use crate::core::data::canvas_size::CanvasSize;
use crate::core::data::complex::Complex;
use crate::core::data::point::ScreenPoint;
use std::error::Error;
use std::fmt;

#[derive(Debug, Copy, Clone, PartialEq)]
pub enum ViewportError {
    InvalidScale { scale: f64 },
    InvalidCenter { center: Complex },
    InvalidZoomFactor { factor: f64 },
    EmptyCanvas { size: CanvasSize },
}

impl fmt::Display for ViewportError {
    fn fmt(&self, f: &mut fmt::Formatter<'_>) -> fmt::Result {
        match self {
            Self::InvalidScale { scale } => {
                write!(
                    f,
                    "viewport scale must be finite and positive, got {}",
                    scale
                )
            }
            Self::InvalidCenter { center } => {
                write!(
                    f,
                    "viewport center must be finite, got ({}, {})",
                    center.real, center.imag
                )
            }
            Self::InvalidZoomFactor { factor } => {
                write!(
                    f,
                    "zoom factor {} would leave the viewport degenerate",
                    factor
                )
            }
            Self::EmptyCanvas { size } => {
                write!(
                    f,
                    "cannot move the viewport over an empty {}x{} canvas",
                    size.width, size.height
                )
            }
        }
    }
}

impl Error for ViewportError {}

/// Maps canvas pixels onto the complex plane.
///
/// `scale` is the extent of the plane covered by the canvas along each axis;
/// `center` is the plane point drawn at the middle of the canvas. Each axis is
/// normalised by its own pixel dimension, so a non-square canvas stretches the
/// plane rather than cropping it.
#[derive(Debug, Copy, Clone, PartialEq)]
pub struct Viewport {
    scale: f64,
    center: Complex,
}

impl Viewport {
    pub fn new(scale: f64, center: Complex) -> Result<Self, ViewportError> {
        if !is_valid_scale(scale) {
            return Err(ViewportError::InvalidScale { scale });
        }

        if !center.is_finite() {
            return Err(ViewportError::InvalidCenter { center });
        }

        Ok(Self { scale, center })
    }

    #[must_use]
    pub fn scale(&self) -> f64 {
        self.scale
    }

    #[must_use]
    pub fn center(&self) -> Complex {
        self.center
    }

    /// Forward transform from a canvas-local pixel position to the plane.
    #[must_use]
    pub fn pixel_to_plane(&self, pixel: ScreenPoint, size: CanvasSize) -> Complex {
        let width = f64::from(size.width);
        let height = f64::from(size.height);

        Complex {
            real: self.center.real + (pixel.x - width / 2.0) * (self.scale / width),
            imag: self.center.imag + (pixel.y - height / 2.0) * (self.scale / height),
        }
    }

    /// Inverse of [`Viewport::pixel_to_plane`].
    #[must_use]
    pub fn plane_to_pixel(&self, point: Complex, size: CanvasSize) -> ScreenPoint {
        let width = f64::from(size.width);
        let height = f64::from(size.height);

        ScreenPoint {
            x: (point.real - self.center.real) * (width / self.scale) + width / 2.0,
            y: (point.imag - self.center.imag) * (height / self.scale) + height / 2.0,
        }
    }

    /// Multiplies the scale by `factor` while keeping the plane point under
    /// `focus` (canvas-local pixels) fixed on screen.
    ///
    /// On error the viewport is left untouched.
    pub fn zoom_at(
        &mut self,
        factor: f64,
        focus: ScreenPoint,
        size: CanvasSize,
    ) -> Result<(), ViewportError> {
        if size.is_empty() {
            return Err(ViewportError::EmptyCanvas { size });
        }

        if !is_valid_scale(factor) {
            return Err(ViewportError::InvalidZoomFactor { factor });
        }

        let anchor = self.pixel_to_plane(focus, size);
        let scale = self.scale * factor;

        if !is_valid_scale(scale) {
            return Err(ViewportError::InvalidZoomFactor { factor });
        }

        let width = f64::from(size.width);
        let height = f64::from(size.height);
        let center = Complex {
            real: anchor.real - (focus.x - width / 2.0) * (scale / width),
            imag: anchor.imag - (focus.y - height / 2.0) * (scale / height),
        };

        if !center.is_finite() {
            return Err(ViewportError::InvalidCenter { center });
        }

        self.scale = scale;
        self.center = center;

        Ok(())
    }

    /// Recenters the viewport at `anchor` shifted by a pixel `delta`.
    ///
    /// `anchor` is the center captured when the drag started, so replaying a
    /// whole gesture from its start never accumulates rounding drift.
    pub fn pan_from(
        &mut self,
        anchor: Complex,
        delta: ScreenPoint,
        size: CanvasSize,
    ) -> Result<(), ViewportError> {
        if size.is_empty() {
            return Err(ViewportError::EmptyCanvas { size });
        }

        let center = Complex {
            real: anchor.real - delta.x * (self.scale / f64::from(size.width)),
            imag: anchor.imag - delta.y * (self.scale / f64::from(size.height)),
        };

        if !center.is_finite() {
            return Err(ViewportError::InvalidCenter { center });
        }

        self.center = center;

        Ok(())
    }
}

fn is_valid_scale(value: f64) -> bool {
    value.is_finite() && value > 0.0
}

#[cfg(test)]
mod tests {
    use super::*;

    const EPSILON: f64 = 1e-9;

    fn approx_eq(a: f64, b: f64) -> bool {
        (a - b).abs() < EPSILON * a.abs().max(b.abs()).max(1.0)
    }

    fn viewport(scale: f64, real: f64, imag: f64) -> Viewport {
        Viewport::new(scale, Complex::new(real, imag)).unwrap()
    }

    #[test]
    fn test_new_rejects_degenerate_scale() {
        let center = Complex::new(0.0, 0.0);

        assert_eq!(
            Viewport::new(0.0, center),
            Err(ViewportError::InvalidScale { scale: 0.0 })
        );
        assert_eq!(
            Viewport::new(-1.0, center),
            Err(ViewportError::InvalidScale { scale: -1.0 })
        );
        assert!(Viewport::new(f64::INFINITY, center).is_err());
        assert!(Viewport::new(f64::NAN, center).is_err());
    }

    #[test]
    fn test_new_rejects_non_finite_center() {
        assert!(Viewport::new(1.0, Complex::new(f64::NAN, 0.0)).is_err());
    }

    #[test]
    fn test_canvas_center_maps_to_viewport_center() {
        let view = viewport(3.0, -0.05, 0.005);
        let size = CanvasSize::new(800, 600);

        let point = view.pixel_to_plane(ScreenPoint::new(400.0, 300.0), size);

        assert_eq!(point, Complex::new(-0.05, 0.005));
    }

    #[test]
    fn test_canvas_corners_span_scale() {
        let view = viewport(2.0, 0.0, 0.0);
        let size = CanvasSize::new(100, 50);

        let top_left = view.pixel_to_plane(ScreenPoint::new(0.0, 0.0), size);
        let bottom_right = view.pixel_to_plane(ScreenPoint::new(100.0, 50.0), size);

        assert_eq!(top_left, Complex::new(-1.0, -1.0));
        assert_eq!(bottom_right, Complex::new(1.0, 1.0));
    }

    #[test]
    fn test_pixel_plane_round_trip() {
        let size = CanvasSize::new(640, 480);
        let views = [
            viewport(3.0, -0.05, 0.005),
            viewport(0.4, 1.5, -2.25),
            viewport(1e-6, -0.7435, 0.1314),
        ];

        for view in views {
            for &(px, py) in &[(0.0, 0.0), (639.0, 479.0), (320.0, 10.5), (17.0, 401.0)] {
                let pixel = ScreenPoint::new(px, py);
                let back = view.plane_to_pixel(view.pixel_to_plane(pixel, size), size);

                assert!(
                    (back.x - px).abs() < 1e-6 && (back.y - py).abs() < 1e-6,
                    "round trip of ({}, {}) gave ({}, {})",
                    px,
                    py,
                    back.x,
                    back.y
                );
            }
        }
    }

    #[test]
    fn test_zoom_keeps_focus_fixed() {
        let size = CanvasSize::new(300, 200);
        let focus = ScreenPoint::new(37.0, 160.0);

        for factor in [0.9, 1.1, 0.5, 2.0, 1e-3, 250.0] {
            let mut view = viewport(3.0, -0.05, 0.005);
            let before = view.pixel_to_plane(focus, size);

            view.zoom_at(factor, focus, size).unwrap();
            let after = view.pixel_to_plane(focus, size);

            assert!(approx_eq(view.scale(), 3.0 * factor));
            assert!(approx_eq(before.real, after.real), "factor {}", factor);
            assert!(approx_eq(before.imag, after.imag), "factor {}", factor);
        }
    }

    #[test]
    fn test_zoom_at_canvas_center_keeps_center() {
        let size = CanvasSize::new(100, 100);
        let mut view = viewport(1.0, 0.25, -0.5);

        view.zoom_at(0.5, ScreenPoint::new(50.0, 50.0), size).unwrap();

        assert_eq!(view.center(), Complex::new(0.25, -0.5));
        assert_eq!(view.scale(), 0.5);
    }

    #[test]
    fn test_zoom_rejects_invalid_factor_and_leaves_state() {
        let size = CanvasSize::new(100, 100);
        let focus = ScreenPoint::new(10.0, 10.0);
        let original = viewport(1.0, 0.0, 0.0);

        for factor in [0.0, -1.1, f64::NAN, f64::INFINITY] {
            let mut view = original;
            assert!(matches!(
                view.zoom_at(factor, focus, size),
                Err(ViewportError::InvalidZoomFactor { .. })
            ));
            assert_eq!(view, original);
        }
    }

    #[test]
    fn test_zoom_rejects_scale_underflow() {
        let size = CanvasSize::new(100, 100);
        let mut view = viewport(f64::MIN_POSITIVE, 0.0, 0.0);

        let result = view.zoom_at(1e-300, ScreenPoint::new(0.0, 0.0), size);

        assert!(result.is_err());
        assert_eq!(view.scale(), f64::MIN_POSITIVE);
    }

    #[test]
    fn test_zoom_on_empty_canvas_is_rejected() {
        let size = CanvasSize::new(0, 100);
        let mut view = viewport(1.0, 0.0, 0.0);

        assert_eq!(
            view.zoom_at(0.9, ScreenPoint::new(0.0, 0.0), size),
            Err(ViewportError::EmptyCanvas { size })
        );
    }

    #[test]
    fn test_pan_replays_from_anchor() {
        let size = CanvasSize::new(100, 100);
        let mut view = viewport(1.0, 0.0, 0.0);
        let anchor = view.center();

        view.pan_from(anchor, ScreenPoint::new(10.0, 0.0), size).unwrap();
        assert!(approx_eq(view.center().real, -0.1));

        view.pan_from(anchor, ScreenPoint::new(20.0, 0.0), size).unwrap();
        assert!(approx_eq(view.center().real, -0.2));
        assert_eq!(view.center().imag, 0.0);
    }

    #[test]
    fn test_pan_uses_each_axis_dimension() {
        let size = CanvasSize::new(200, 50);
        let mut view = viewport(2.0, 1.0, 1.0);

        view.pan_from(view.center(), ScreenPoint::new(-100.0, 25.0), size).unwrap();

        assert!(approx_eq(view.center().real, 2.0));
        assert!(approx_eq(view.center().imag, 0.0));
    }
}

---

### [Problem to solve]
Search the data and copy each line containing "value".

### [Problem solution]
fn is_valid_scale(value: f64) -> bool {
    value.is_finite() && value > 0.0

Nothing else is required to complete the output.